The health of populations - individuals, their families and communities - is determined by the complex interaction of many factors - social, political, economic, legal, cultural, historical and biomedical. Of these determinants of health, income has long been recognized as one of the most important. People with higher incomes and higher socio-economic statuses tend to live longer, have lower rates of illness and injury, and are more likely to report that they have good or excellent health. People living in poverty have a lower life expectancy and higher rates of illness across a wide spectrum of diseases. Poor health predisposes individuals and families to homelessness and homelessness exposes individuals and families to particular health problems.
Homeless people live in conditions that adversely affect their overall short- and long-term health and contribute to an increased mortality rate. Although deaths among the homeless are occasionally due to freezing, they are mainly the result of injury, and the rigors of street life. Climatic conditions, psychological strain and exposure to communicable disease create and lead to a range of chronic and acute health problems, including injury from cold, tuberculosis, skin diseases, cardio-respiratory disease, nutritional deficiencies, sleep deprivation, musculoskeletal pain and dental trouble.
Being homeless makes it difficult, and in some cases impossible, to access general health care services. The homeless are unable to: obtain medical treatment without a health card (applicants requires an address); pay for items not covered by provincial medical or drug insurance plans; receive adequate treatment in cases where their personal appearance alarms health providers; make a health appointment (lack of an address and telephone); and receive coordinated care when comprehensive medical records are not kept in one location with one provider.

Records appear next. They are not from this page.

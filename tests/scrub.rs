mod common;

use std::path::{Path, PathBuf};
use std::sync::Arc;
use std::time::Duration;

use static_export::application::manager::StaticExportManager;
use static_export::application::scrub::{OwnFileOnly, RenderedSubtree, ScrubEngine};
use static_export::domain::entities::PublishedEntry;
use static_export::domain::types::{ChangeState, LoaderKind, ResourceKind};
use static_export::infra::memory::{MemoryBackend, PLAIN_TYPE, TypeLoaderCatalog};

use common::{ctx, files_below, manager, settings, tempdir};

fn engine(manager: &StaticExportManager, backend: &MemoryBackend) -> ScrubEngine {
    ScrubEngine::new(
        Arc::clone(manager.translator()),
        backend.collaborators(),
        Arc::new(OwnFileOnly),
    )
}

async fn export_file(manager: &StaticExportManager, vfs_name: &str) -> PathBuf {
    manager
        .translator()
        .locate(&ctx(), vfs_name, None)
        .await
        .expect("translatable")
        .export_file
}

fn touch(path: &Path) {
    std::fs::create_dir_all(path.parent().expect("has parent")).expect("create folders");
    std::fs::write(path, "exported").expect("write file");
}

fn changed(backend: &MemoryBackend, root_path: &str) -> PublishedEntry {
    let record = backend.tree.record(root_path).expect("resource exists");
    PublishedEntry::from_resource(&record, ChangeState::Changed)
}

#[tokio::test]
async fn changed_files_lose_their_export_and_parameter_variants() {
    let dir = tempdir();
    let backend = MemoryBackend::default();
    backend
        .tree
        .insert_file("/sites/default/news/a.css", PLAIN_TYPE, "a");
    backend
        .tree
        .insert_file("/sites/default/keep.css", PLAIN_TYPE, "keep");
    let manager = manager(&backend, settings(dir.path()), &[]);
    let export_root = dir.path().join("export");

    let file = export_file(&manager, "/news/a.css").await;
    touch(&file);
    touch(&export_root.join("news/a_3.css"));
    touch(&export_root.join("keep.css"));

    let report = engine(&manager, &backend)
        .scrub(Some(vec![changed(&backend, "/sites/default/news/a.css")]))
        .await
        .expect("scrub runs");

    assert_eq!(report.purged_files, 2);
    assert_eq!(report.errors, 0);
    assert_eq!(files_below(&export_root), vec!["keep.css".to_string()]);
    assert!(!export_root.join("news").exists(), "empty folder removed");
    assert!(export_root.exists(), "export root is kept");
}

#[tokio::test]
async fn scrubbing_twice_leaves_the_same_tree() {
    let dir = tempdir();
    let backend = MemoryBackend::default();
    backend
        .tree
        .insert_file("/sites/default/index.html", "jsp", "home");
    backend
        .tree
        .insert_file("/sites/default/other.css", PLAIN_TYPE, "other");
    let manager = manager(&backend, settings(dir.path()), &[]);
    let export_root = dir.path().join("export");

    touch(&export_file(&manager, "/index.html").await);
    touch(&export_file(&manager, "/other.css").await);
    let batch = vec![changed(&backend, "/sites/default/index.html")];
    let engine = engine(&manager, &backend);

    let first = engine.scrub(Some(batch.clone())).await.expect("scrub runs");
    let after_first = files_below(&export_root);
    let second = engine.scrub(Some(batch)).await.expect("scrub runs");

    assert_eq!(first.purged_files, 1);
    assert_eq!(second.purged_files, 0);
    assert_eq!(files_below(&export_root), after_first);
    assert_eq!(after_first, vec!["other.css".to_string()]);
}

#[tokio::test]
async fn pages_linking_to_a_moved_resource_are_purged() {
    let dir = tempdir();
    let backend = MemoryBackend::default();
    let moved = backend
        .tree
        .insert_file("/sites/default/old.css", PLAIN_TYPE, "style");
    backend
        .tree
        .insert_file("/sites/default/page1.html", PLAIN_TYPE, "page one");
    backend
        .tree
        .insert_file("/sites/default/unrelated.html", PLAIN_TYPE, "unrelated");
    let manager = manager(&backend, settings(dir.path()), &[]);
    let export_root = dir.path().join("export");

    touch(&export_file(&manager, "/old.css").await);
    touch(&export_file(&manager, "/page1.html").await);
    touch(&export_file(&manager, "/unrelated.html").await);

    let destination = backend
        .tree
        .rename("/sites/default/old.css", "/sites/default/new.css")
        .expect("renamed");
    backend
        .relations
        .add_reference("/sites/default/page1.html", "/sites/default/new.css");

    let batch = vec![
        PublishedEntry::new(
            moved.structure_id,
            "/sites/default/old.css",
            ResourceKind::File,
            ChangeState::MovedSource,
        ),
        PublishedEntry::from_resource(&destination, ChangeState::MovedDestination),
    ];
    let report = engine(&manager, &backend)
        .scrub(Some(batch))
        .await
        .expect("scrub runs");

    assert_eq!(files_below(&export_root), vec!["unrelated.html".to_string()]);
    let page1 = report
        .entries
        .iter()
        .find(|entry| entry.root_path == "/sites/default/page1.html")
        .expect("referencing page joins the batch");
    assert_eq!(page1.state, ChangeState::Changed);
    assert_eq!(report.entries.len(), 3);
}

#[tokio::test]
async fn deleted_folders_take_their_exported_subtree_along() {
    let dir = tempdir();
    let backend = MemoryBackend::default();
    backend
        .tree
        .insert_file("/sites/default/docs/sub/b.css", PLAIN_TYPE, "b");
    backend
        .tree
        .insert_file("/sites/default/keep.css", PLAIN_TYPE, "keep");
    let manager = manager(&backend, settings(dir.path()), &[]);
    let export_root = dir.path().join("export");

    touch(&export_root.join("docs/a.css"));
    touch(&export_root.join("docs/sub/b.css"));
    touch(&export_root.join("keep.css"));

    let folder = backend
        .tree
        .remove("/sites/default/docs/")
        .expect("folder existed");
    let entry = PublishedEntry::new(
        folder.structure_id,
        "/sites/default/docs/",
        ResourceKind::Folder,
        ChangeState::Deleted,
    );
    let report = engine(&manager, &backend)
        .scrub(Some(vec![entry]))
        .await
        .expect("scrub runs");

    assert_eq!(report.errors, 0);
    assert_eq!(files_below(&export_root), vec!["keep.css".to_string()]);
}

#[tokio::test]
async fn default_documents_also_purge_the_folder_copy() {
    let dir = tempdir();
    let backend = MemoryBackend::default();
    backend
        .tree
        .insert_file("/sites/default/news/start.jsp", "jsp", "start");
    backend
        .tree
        .set_default_file("/sites/default/news/", "start.jsp")
        .expect("folder exists");
    let manager = manager(&backend, settings(dir.path()), &[]);
    let export_root = dir.path().join("export");

    touch(&export_root.join("news/index.html"));
    touch(&export_root.join("news/start.jsp.html"));
    touch(&export_root.join("news/other.css"));

    engine(&manager, &backend)
        .scrub(Some(vec![changed(&backend, "/sites/default/news/start.jsp")]))
        .await
        .expect("scrub runs");

    assert_eq!(files_below(&export_root), vec!["news/other.css".to_string()]);
}

#[tokio::test]
async fn content_changes_purge_detail_and_container_pages() {
    let dir = tempdir();
    let backend =
        MemoryBackend::new(TypeLoaderCatalog::default().with("article", LoaderKind::Template));
    let article = backend
        .tree
        .insert_file("/sites/default/.content/a1.xml", "article", "<article/>");
    backend
        .tree
        .insert_file("/sites/default/news/detail.jsp", "jsp", "detail");
    backend
        .details
        .add_detail_page("article", "/sites/default/news/detail.jsp");
    backend.details.add_url_name(&article, "first-article");

    let home = backend
        .tree
        .insert_file("/sites/default/home.html", "containerpage", "home");
    backend
        .relations
        .add_content_referrer(article.structure_id, home);
    let group = backend
        .tree
        .insert_file("/sites/default/.groups/g1.xml", "groupcontainer", "group");
    backend
        .relations
        .add_content_referrer(article.structure_id, group.clone());
    let page2 = backend
        .tree
        .insert_file("/sites/default/page2.html", "containerpage", "page two");
    backend
        .relations
        .add_content_referrer(group.structure_id, page2);
    backend
        .tree
        .insert_file("/sites/default/page3.html", "containerpage", "page three");

    let manager = manager(&backend, settings(dir.path()), &[]);
    let export_root = dir.path().join("export");
    touch(&export_root.join("news/first-article/index.html"));
    touch(&export_root.join("news/detail.jsp.html"));
    touch(&export_root.join("home.html"));
    touch(&export_root.join("page2.html"));
    touch(&export_root.join("page3.html"));

    let report = engine(&manager, &backend)
        .scrub(Some(vec![changed(&backend, "/sites/default/.content/a1.xml")]))
        .await
        .expect("scrub runs");

    assert_eq!(report.errors, 0);
    assert_eq!(
        files_below(&export_root),
        vec!["news/detail.jsp.html".to_string(), "page3.html".to_string()]
    );
}

#[tokio::test]
async fn cyclic_group_containers_are_visited_once() {
    let dir = tempdir();
    let backend = MemoryBackend::default();
    let article = backend.tree.insert_file(
        "/sites/default/.content/a1.xml",
        "xmlcontent",
        "<article/>",
    );
    let g1 = backend
        .tree
        .insert_file("/sites/default/.groups/g1.xml", "groupcontainer", "g1");
    let g2 = backend
        .tree
        .insert_file("/sites/default/.groups/g2.xml", "groupcontainer", "g2");
    backend
        .relations
        .add_content_referrer(article.structure_id, g1.clone());
    backend
        .relations
        .add_content_referrer(g1.structure_id, g2.clone());
    backend
        .relations
        .add_content_referrer(g2.structure_id, g1.clone());
    backend
        .relations
        .add_content_referrer(g2.structure_id, g2.clone());

    let outer = backend
        .tree
        .insert_file("/sites/default/outer.html", "containerpage", "outer");
    backend
        .relations
        .add_content_referrer(g2.structure_id, outer);
    let inner = backend
        .tree
        .insert_file("/sites/default/inner.html", "containerpage", "inner");
    backend
        .relations
        .add_content_referrer(g1.structure_id, inner);
    backend
        .tree
        .insert_file("/sites/default/other.html", "containerpage", "other");

    let manager = manager(&backend, settings(dir.path()), &[]);
    let export_root = dir.path().join("export");
    touch(&export_root.join("outer.html"));
    touch(&export_root.join("inner.html"));
    touch(&export_root.join("other.html"));

    let report = tokio::time::timeout(
        Duration::from_secs(5),
        engine(&manager, &backend)
            .scrub(Some(vec![changed(&backend, "/sites/default/.content/a1.xml")])),
    )
    .await
    .expect("container cycle terminates")
    .expect("scrub runs");

    assert_eq!(report.errors, 0);
    assert_eq!(files_below(&export_root), vec!["other.html".to_string()]);
}

#[tokio::test]
async fn rendered_subtree_purges_sibling_pages() {
    let dir = tempdir();
    let backend = MemoryBackend::default();
    backend
        .tree
        .insert_file("/sites/default/news/a.css", PLAIN_TYPE, "a");
    let manager = manager(&backend, settings(dir.path()), &[]);
    let export_root = dir.path().join("export");

    touch(&export_root.join("news/a.css"));
    touch(&export_root.join("news/list.html"));
    touch(&export_root.join("news/2024/item.html"));
    touch(&export_root.join("news/logo.png"));

    let engine = ScrubEngine::new(
        Arc::clone(manager.translator()),
        backend.collaborators(),
        Arc::new(RenderedSubtree::new(".html")),
    );
    engine
        .scrub(Some(vec![changed(&backend, "/sites/default/news/a.css")]))
        .await
        .expect("scrub runs");

    assert_eq!(files_below(&export_root), vec!["news/logo.png".to_string()]);
}

#[tokio::test]
async fn unchanged_entries_are_left_alone() {
    let dir = tempdir();
    let backend = MemoryBackend::default();
    let record = backend
        .tree
        .insert_file("/sites/default/a.css", PLAIN_TYPE, "a");
    let manager = manager(&backend, settings(dir.path()), &[]);
    let export_root = dir.path().join("export");
    touch(&export_root.join("a.css"));

    let report = engine(&manager, &backend)
        .scrub(Some(vec![PublishedEntry::from_resource(
            &record,
            ChangeState::Unchanged,
        )]))
        .await
        .expect("scrub runs");

    assert_eq!(report.purged_files, 0);
    assert_eq!(files_below(&export_root), vec!["a.css".to_string()]);
}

Following treatment or hospitalization, a homeless person experiences problems with acquiring adequate follow-up healthcare. The homeless have no place to recuperate and no consistent caregiver. As a result, health care delivery to homeless individuals is concentrated in emergency departments, in the core of large urban centers and in the institutions set up to address their lack of shelter and social supports. There is a need to respond to the acute and chronic health problems of this population and to redirect attention to preventive health.
Whether as a cause or a consequence of ill health, homelessness has emerged as a fundamental health issue for Canadians. Homelessness affects a significant number of Canadians of allages and is associated with a high burden of illness, yet thehealth care system may not adequately meet the needs of homelesspeople. The main barriers to good health, among the homeless, include a lack of adequate, safe, accessible and affordable housing that is linked to employability, community support, personal health care and access to health services.